Perjuangan Myanmar harus tak pernah usai

id Ko Phyo,Myanmar,junta,kudeta

Perjuangan Myanmar harus tak pernah usai

Polisi menyemprotkan kanon air ke arah pengunjuk rasa yang berdemonstrasi atas kup dan menuntut dibebaskannya pemimpin terpilih Aung San Suu Kyi, Naypyitaw, Myanmar, Senin (8/2/2021). ANTARA FOTO/REUTERS/Stringer/foc/cfo/aa. (REUTERS/STRINGER)

Washington (ANTARA) - Setiap pagi, Ko Phyo membasuh diri dan putranya yang berusia dua tahun sambil duduk di kursi, sebuah kantong plastik menutupi serpihan paha yang katanya hancur oleh peluru yang ditembakkan oleh seorang tentara Myanmar.

Ko Phyo mengatakan dia terluka di garis depan protes terbesar terhadap militer Myanmar dalam beberapa dekade. Sekarang, dia menyesuaikan diri dengan kehidupan sebagai orang tua tunggal yang diamputasi di negara yang kacau sejak kudeta 1 Februari.

Pria berusia 24 tahun itu mengatakan dia bergabung dengan gerakan protes nasional di kota terbesar Yangon, bertindak sebagai penjaga yang berusaha melindungi demonstran dari pasukan keamanan selama pawai dan pemogokan pro demokrasi setiap hari.

"Kami melarikan diri karena kami tidak ingin ditangkap dan dipukuli," katanya, mengenang suatu hari di awal Maret ketika dia disudutkan saat polisi dan seorang tentara bergerak maju.
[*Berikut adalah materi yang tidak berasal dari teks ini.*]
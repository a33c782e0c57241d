//! Pawcart
//!
//! Pawcart is the in-memory shopping cart and pricing core of a pet-care
//! storefront: line items for products and pet services keyed by a composite
//! `(catalog id, pet id)` identity, merge-on-add semantics, and a standalone
//! discount-aware total calculator. Screens, networking and authentication
//! live elsewhere; this crate is the piece with an actual contract.

pub mod cart;
pub mod catalog;
pub mod checkout;
pub mod fixtures;
pub mod items;
pub mod prelude;
pub mod pricing;
//! Pawcart prelude.
//!
//! Convenience exports for common library consumers.

pub use crate::{
    cart::Cart,
    catalog::{CatalogError, CatalogRecord, product_candidate, service_candidate},
    checkout::{CheckoutError, handoff, order_summary},
    fixtures::{CatalogFixture, FixtureError},
    items::{ItemKind, LineItem, NewItem, PetRef},
    pricing::{Priced, calculate_total, subtotal},
};
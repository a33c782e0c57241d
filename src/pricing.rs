//! Pricing
//!
//! Pure total calculation over any `{price, quantity}`-shaped items,
//! independent of the live cart so quotes and historical orders can be
//! recomputed without one.

use rust_decimal::Decimal;

/// Anything with a unit price and a quantity.
pub trait Priced {
    /// Unit price of one item.
    fn unit_price(&self) -> Decimal;

    /// Number of units.
    fn quantity(&self) -> u32;
}

/// Sum of `price * quantity` across all items. Empty slice totals zero.
pub fn subtotal<T: Priced>(items: &[T]) -> Decimal {
    items.iter().fold(Decimal::ZERO, |acc, item| {
        acc + item.unit_price() * Decimal::from(item.quantity())
    })
}

/// Calculate a possibly-discounted total from a list of items.
///
/// `discount_percent` is in percent points (25 means 25% off). Out-of-range
/// values are clamped rather than rejected, preserving the observed business
/// rule: a negative discount is ignored and the plain subtotal is returned,
/// while anything above 100 makes the order free.
///
/// No rounding is applied; currency formatting and rounding belong to the
/// presentation layer.
pub fn calculate_total<T: Priced>(items: &[T], discount_percent: Decimal) -> Decimal {
    let subtotal = subtotal(items);

    if discount_percent < Decimal::ZERO {
        return subtotal;
    }

    if discount_percent > Decimal::ONE_HUNDRED {
        return Decimal::ZERO;
    }

    subtotal - subtotal * (discount_percent / Decimal::ONE_HUNDRED)
}

#[cfg(test)]
mod tests {
    use super::*;

    struct Quoted {
        price: Decimal,
        quantity: u32,
    }

    impl Priced for Quoted {
        fn unit_price(&self) -> Decimal {
            self.price
        }

        fn quantity(&self) -> u32 {
            self.quantity
        }
    }

    fn test_items() -> [Quoted; 2] {
        [
            Quoted {
                price: Decimal::from(100),
                quantity: 2,
            },
            Quoted {
                price: Decimal::from(50),
                quantity: 1,
            },
        ]
    }

    #[test]
    fn subtotal_sums_price_times_quantity() {
        assert_eq!(subtotal(&test_items()), Decimal::from(250));
    }

    #[test]
    fn subtotal_of_empty_slice_is_zero() {
        let items: [Quoted; 0] = [];

        assert_eq!(subtotal(&items), Decimal::ZERO);
    }

    #[test]
    fn in_range_discount_scales_the_subtotal() {
        let items = test_items();

        assert_eq!(
            calculate_total(&items, Decimal::from(10)),
            Decimal::from(225)
        );
        assert_eq!(
            calculate_total(&items, Decimal::from(100)),
            Decimal::ZERO
        );
        assert_eq!(calculate_total(&items, Decimal::ZERO), Decimal::from(250));
    }

    #[test]
    fn fractional_discount_is_not_rounded() {
        let items = [Quoted {
            price: Decimal::new(1999, 2), // 19.99
            quantity: 1,
        }];

        // 19.99 * 0.75 = 14.9925, carried at full precision.
        assert_eq!(
            calculate_total(&items, Decimal::from(25)),
            Decimal::new(149_925, 4)
        );
    }

    #[test]
    fn negative_discount_is_ignored() {
        assert_eq!(
            calculate_total(&test_items(), Decimal::from(-5)),
            Decimal::from(250)
        );
    }

    #[test]
    fn discount_above_one_hundred_makes_the_order_free() {
        assert_eq!(
            calculate_total(&test_items(), Decimal::from(150)),
            Decimal::ZERO
        );
    }

    #[test]
    fn empty_items_total_zero_for_any_discount() {
        let items: [Quoted; 0] = [];

        assert_eq!(calculate_total(&items, Decimal::from(-5)), Decimal::ZERO);
        assert_eq!(calculate_total(&items, Decimal::from(50)), Decimal::ZERO);
        assert_eq!(calculate_total(&items, Decimal::from(500)), Decimal::ZERO);
    }
}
"Kemudian mereka mulai menembak, saya ditembak di kaki, dan jatuh ke tanah."

Pasukan keamanan telah menewaskan lebih dari 800 orang sejak kudeta tersebut, menurut kelompok aktivis Asosiasi Bantuan untuk Tahanan Politik. Junta yang berkuasa mengatakan sekitar 300 orang tewas, kebanyakan dari mereka "teroris" dan "pemicu kekerasan".

Ko Phyo berkata dia hanya membawa perisai.
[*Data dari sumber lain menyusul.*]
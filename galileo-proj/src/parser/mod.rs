//! PROJ.4 parameter strings (`+proj=tmerc +lat_0=49 +ellps=airy ...`) to coordinate systems.

use crate::bounds::Bounds;
use crate::catalog::{tables, Catalog, DatumDefinition};
use crate::crs::{custom_code, Crs};
use crate::datum::{Datum, GridDatum};
use crate::ellipsoid::Ellipsoid;
use crate::error::GalileoProjError;
use crate::proj::{Proj, ProjKind, ProjParameters};
use ahash::HashMap;
use lazy_static::lazy_static;
use log::{debug, warn};
use regex::Regex;

mod angle;

pub use angle::parse_angle;

/// Definition used for an empty parameter string.
pub const WEB_MERCATOR_DEFINITION: &str = "+proj=merc +a=6378137 +b=6378137 +nadgrids=@null";

/// Maximum nesting of `+init` references.
pub const MAX_INIT_DEPTH: usize = 8;

const VALUED_KEYS: &[&str] = &[
    "proj", "init", "ellps", "a", "b", "es", "rf", "f", "R", "datum", "towgs84", "nadgrids", "x_0",
    "y_0", "lon_0", "lat_0", "lat_1", "lat_2", "lat_ts", "lonc", "alpha", "gamma", "lon_1",
    "lon_2", "k_0", "k", "zone", "bounds", "units", "to_meter", "pm",
];

const FLAG_KEYS: &[&str] = &["south", "no_off", "no_uoff", "no_defs", "wktext"];

lazy_static! {
    static ref TOKEN: Regex =
        Regex::new(r"^\+([a-zA-Z0-9_]+)(?:=(.*))?$").expect("token pattern is valid");
}

/// Parameters of a definition string after tokenizing.
#[derive(Debug, Clone, Default, PartialEq)]
pub struct ParameterList {
    values: HashMap<String, Option<String>>,
}

impl ParameterList {
    /// Splits a definition string into parameters, checking the syntax of every token and that
    /// every key is known.
    pub fn tokenize(definition: &str) -> Result<Self, GalileoProjError> {
        let mut values = HashMap::default();
        for token in definition.split_whitespace() {
            if !token.starts_with('+') {
                return Err(GalileoProjError::MissingPlus(token.into()));
            }

            let captures = TOKEN
                .captures(token)
                .ok_or_else(|| GalileoProjError::ParameterFormat(token.into()))?;
            let key = captures.get(1).map_or("", |m| m.as_str());
            let value = captures
                .get(2)
                .map(|m| m.as_str())
                .filter(|v| !v.is_empty());

            if VALUED_KEYS.contains(&key) {
                if value.is_none() {
                    return Err(GalileoProjError::MissingValue(key.into()));
                }
            } else if FLAG_KEYS.contains(&key) {
                if value.is_some() {
                    return Err(GalileoProjError::UnexpectedValue(key.into()));
                }
            } else {
                return Err(GalileoProjError::UnknownParameter(key.into()));
            }

            values.insert(key.to_string(), value.map(str::to_string));
        }

        Ok(Self { values })
    }

    /// Value of a parameter.
    pub fn value(&self, key: &str) -> Option<&str> {
        self.values.get(key).and_then(|v| v.as_deref())
    }

    /// Returns true if the parameter (or flag) is present.
    pub fn contains(&self, key: &str) -> bool {
        self.values.contains_key(key)
    }

    /// Number of parameters.
    pub fn len(&self) -> usize {
        self.values.len()
    }

    /// Returns true if there are no parameters.
    pub fn is_empty(&self) -> bool {
        self.values.is_empty()
    }

    fn take(&mut self, key: &str) -> Option<String> {
        self.values.remove(key).flatten()
    }

    fn overlay(&mut self, other: ParameterList) {
        self.values.extend(other.values);
    }

    fn number(&self, key: &str) -> Result<Option<f64>, GalileoProjError> {
        self.value(key)
            .map(|value| {
                value
                    .parse::<f64>()
                    .map_err(|_| GalileoProjError::InvalidNumber {
                        param: key.into(),
                        value: value.into(),
                    })
            })
            .transpose()
    }

    fn angle(&self, key: &str) -> Result<Option<f64>, GalileoProjError> {
        self.value(key)
            .map(|value| parse_angle(value, key))
            .transpose()
    }
}

/// Builds [`Crs`] instances from PROJ.4 parameter strings.
///
/// `+init` references and grid names are resolved with the catalog.
///
/// ```
/// use galileo_proj::coord::LatLon;
/// use galileo_proj::{Catalog, Projection, ProjectionStringParser};
///
/// let catalog = Catalog::new();
/// let parser = ProjectionStringParser::new(&catalog);
/// let crs = parser.parse("+proj=merc +a=6378137 +b=6378137 +nadgrids=@null").unwrap();
///
/// let projected = crs.latlon_to_east_north(&LatLon::new(0.0, 0.0));
/// assert_eq!(projected.east(), 0.0);
/// assert!(crs.to_code().starts_with("proj:"));
/// ```
pub struct ProjectionStringParser<'a> {
    catalog: &'a Catalog,
}

impl<'a> ProjectionStringParser<'a> {
    /// Creates a parser resolving references with the given catalog.
    pub fn new(catalog: &'a Catalog) -> Self {
        Self { catalog }
    }

    /// Parses a definition string. The system gets a synthetic `proj:` code derived from the
    /// definition. An empty string is Web Mercator with the `EPSG:3857` code.
    pub fn parse(&self, definition: &str) -> Result<Crs, GalileoProjError> {
        if definition.trim().is_empty() {
            return self.parse_with_code(WEB_MERCATOR_DEFINITION, "EPSG:3857");
        }

        self.parse_with_code(definition, &custom_code(definition))
    }

    /// Parses a definition string and assigns the given code to the result.
    pub fn parse_with_code(&self, definition: &str, code: &str) -> Result<Crs, GalileoProjError> {
        let parameters = self.parameters(definition)?;
        debug!("Assembling {code} from '{definition}'");

        Ok(self
            .assemble(&parameters, code)?
            .with_definition(definition.trim()))
    }

    /// Tokenizes the definition and expands `+init` references. Parameters given directly in the
    /// definition override the ones from the referenced definition.
    pub fn parameters(&self, definition: &str) -> Result<ParameterList, GalileoProjError> {
        self.expand(definition, 0)
    }

    fn expand(&self, definition: &str, depth: usize) -> Result<ParameterList, GalileoProjError> {
        let mut parameters = ParameterList::tokenize(definition)?;
        let Some(init) = parameters.take("init") else {
            return Ok(parameters);
        };

        if depth >= MAX_INIT_DEPTH {
            return Err(GalileoProjError::InitTooDeep(init));
        }

        let base_definition = self
            .catalog
            .definition(&init.to_uppercase())
            .ok_or_else(|| GalileoProjError::UnknownCode(init.clone()))?;
        let mut base = self.expand(base_definition.definition(), depth + 1)?;
        base.overlay(parameters);

        Ok(base)
    }

    fn assemble(&self, parameters: &ParameterList, code: &str) -> Result<Crs, GalileoProjError> {
        let named_datum = parameters
            .value("datum")
            .map(|name| {
                tables::datum(name).ok_or_else(|| GalileoProjError::UnknownDatum(name.into()))
            })
            .transpose()?;

        let ellipsoid = resolve_ellipsoid(parameters, named_datum.as_ref())?;
        let datum = match self.resolve_datum(parameters, ellipsoid, named_datum.as_ref())? {
            Datum::Centric(e) if e == Ellipsoid::wgs84() => Datum::Wgs84,
            datum => datum,
        };

        let proj_id = parameters
            .value("proj")
            .ok_or(GalileoProjError::ProjectionRequired)?;

        let mut x_0 = parameters.number("x_0")?.unwrap_or(0.0);
        let mut y_0 = parameters.number("y_0")?.unwrap_or(0.0);
        let mut lon_0 = parameters.angle("lon_0")?.unwrap_or(0.0);
        let mut k_0 = match parameters.number("k_0")? {
            Some(k_0) => k_0,
            None => parameters.number("k")?.unwrap_or(1.0),
        };

        let kind = if proj_id == "utm" {
            let zone = utm_zone(parameters)?;
            lon_0 = 6.0 * f64::from(zone) - 183.0;
            k_0 = 0.9996;
            x_0 = 500_000.0;
            y_0 = if parameters.contains("south") {
                10_000_000.0
            } else {
                0.0
            };
            ProjKind::TransverseMercator
        } else {
            ProjKind::from_id(proj_id)
                .ok_or_else(|| GalileoProjError::UnknownProjection(proj_id.into()))?
        };

        let proj_parameters = ProjParameters {
            ellipsoid,
            lat_0: parameters.angle("lat_0")?,
            lat_1: parameters.angle("lat_1")?,
            lat_2: parameters.angle("lat_2")?,
            lat_ts: parameters.angle("lat_ts")?,
            lonc: parameters.angle("lonc")?,
            alpha: parameters.angle("alpha")?,
            gamma: parameters.angle("gamma")?,
            lon_1: parameters.angle("lon_1")?,
            lon_2: parameters.angle("lon_2")?,
            no_off: parameters.contains("no_off") || parameters.contains("no_uoff"),
        };
        let proj = Proj::initialize(kind, &proj_parameters)?;

        let mut crs = Crs::new(code, datum, proj)
            .with_false_origin(x_0, y_0)
            .with_central_meridian(lon_0)
            .with_scale_factor(k_0)
            .with_to_meter(to_meter(parameters)?)
            .with_prime_meridian(prime_meridian(parameters)?);

        if let Some(bounds) = parse_bounds(parameters)? {
            crs = crs.with_bounds(bounds);
        }

        Ok(crs)
    }

    fn resolve_datum(
        &self,
        parameters: &ParameterList,
        ellipsoid: Ellipsoid,
        named: Option<&DatumDefinition>,
    ) -> Result<Datum, GalileoProjError> {
        if let Some(grids) = parameters.value("nadgrids") {
            return self.grid_datum(grids, ellipsoid);
        }

        if let Some(values) = parameters.value("towgs84") {
            return Datum::from_towgs84(ellipsoid, parse_towgs84(values)?);
        }

        match named {
            Some(definition) => Datum::from_towgs84(ellipsoid, definition.towgs84()),
            None => Ok(Datum::Centric(ellipsoid)),
        }
    }

    /// The first available grid of a comma separated list. Names starting with `@` are optional.
    fn grid_datum(&self, grids: &str, ellipsoid: Ellipsoid) -> Result<Datum, GalileoProjError> {
        for entry in grids.split(',') {
            let (name, optional) = match entry.strip_prefix('@') {
                Some(name) => (name, true),
                None => (entry, false),
            };

            if name == "null" {
                return Ok(Datum::Null(ellipsoid));
            }

            match self.catalog.grid(name)? {
                Some(grid) => return Ok(Datum::Grid(GridDatum::new(name, ellipsoid, grid))),
                None if optional => debug!("Optional grid {name} is not available"),
                None => return Err(GalileoProjError::GridNotFound(name.into())),
            }
        }

        warn!("None of the grids '{grids}' is available, datum shift is not applied");
        Ok(Datum::Null(ellipsoid))
    }
}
Peluru yang mengenai kakinya memutuskan tiga arteri. Prajurit yang melepaskan tembakan membuang peluru itu dengan pisau, dan seorang polisi setempat yang dia kenal membawanya ke rumah sakit militer, sebuah perjalanan yang memakan waktu lebih dari dua jam, katanya.

"Saya mulai merasakan sakit dan tidak tahan. Saya menyuruh mereka untuk segera memotong kaki saya. Mereka memotongnya pada hari ketujuh."

Ko Phyo telah belajar bergerak dengan kursi roda di rumah tiga kamar miliknya dan menggunakan kruk saat berada di luar ruangan untuk menghadapi jalan yang tidak rata dan jalan setapak yang membentang di antara lapangan hijau di kotapraja Yangonnya.

Dia berharap untuk kembali ke pekerjaannya menangani perizinan kendaraan dengan otoritas transportasi jalan raya, ketika stabilitas akhirnya kembali.

Kekhawatiran tentang masa depan putranya mendorongnya untuk bergabung dalam protes anti junta dan memberinya motivasi untuk pulih lebih cepat dan meninggalkan rumah sakit setelah 12 hari, katanya.

Dia melihat kehilangan kakinya sebagai pengorbanan kecil dibandingkan dengan ratusan orang yang terbunuh, termasuk salah satu rekan pengawalnya, seorang gadis berusia 15 tahun.

"Semua pengunjuk rasa di luar sana berjuang untuk generasi berikutnya ... Militer seharusnya melindungi rakyatnya sendiri, tetapi mereka malah membunuh kami."

"Kita harus terus berjuang," kata Ko Phyo. "Kita harus memenangkan revolusi ini untuk menghadirkan keadilan bagi jiwa-jiwa yang gugur."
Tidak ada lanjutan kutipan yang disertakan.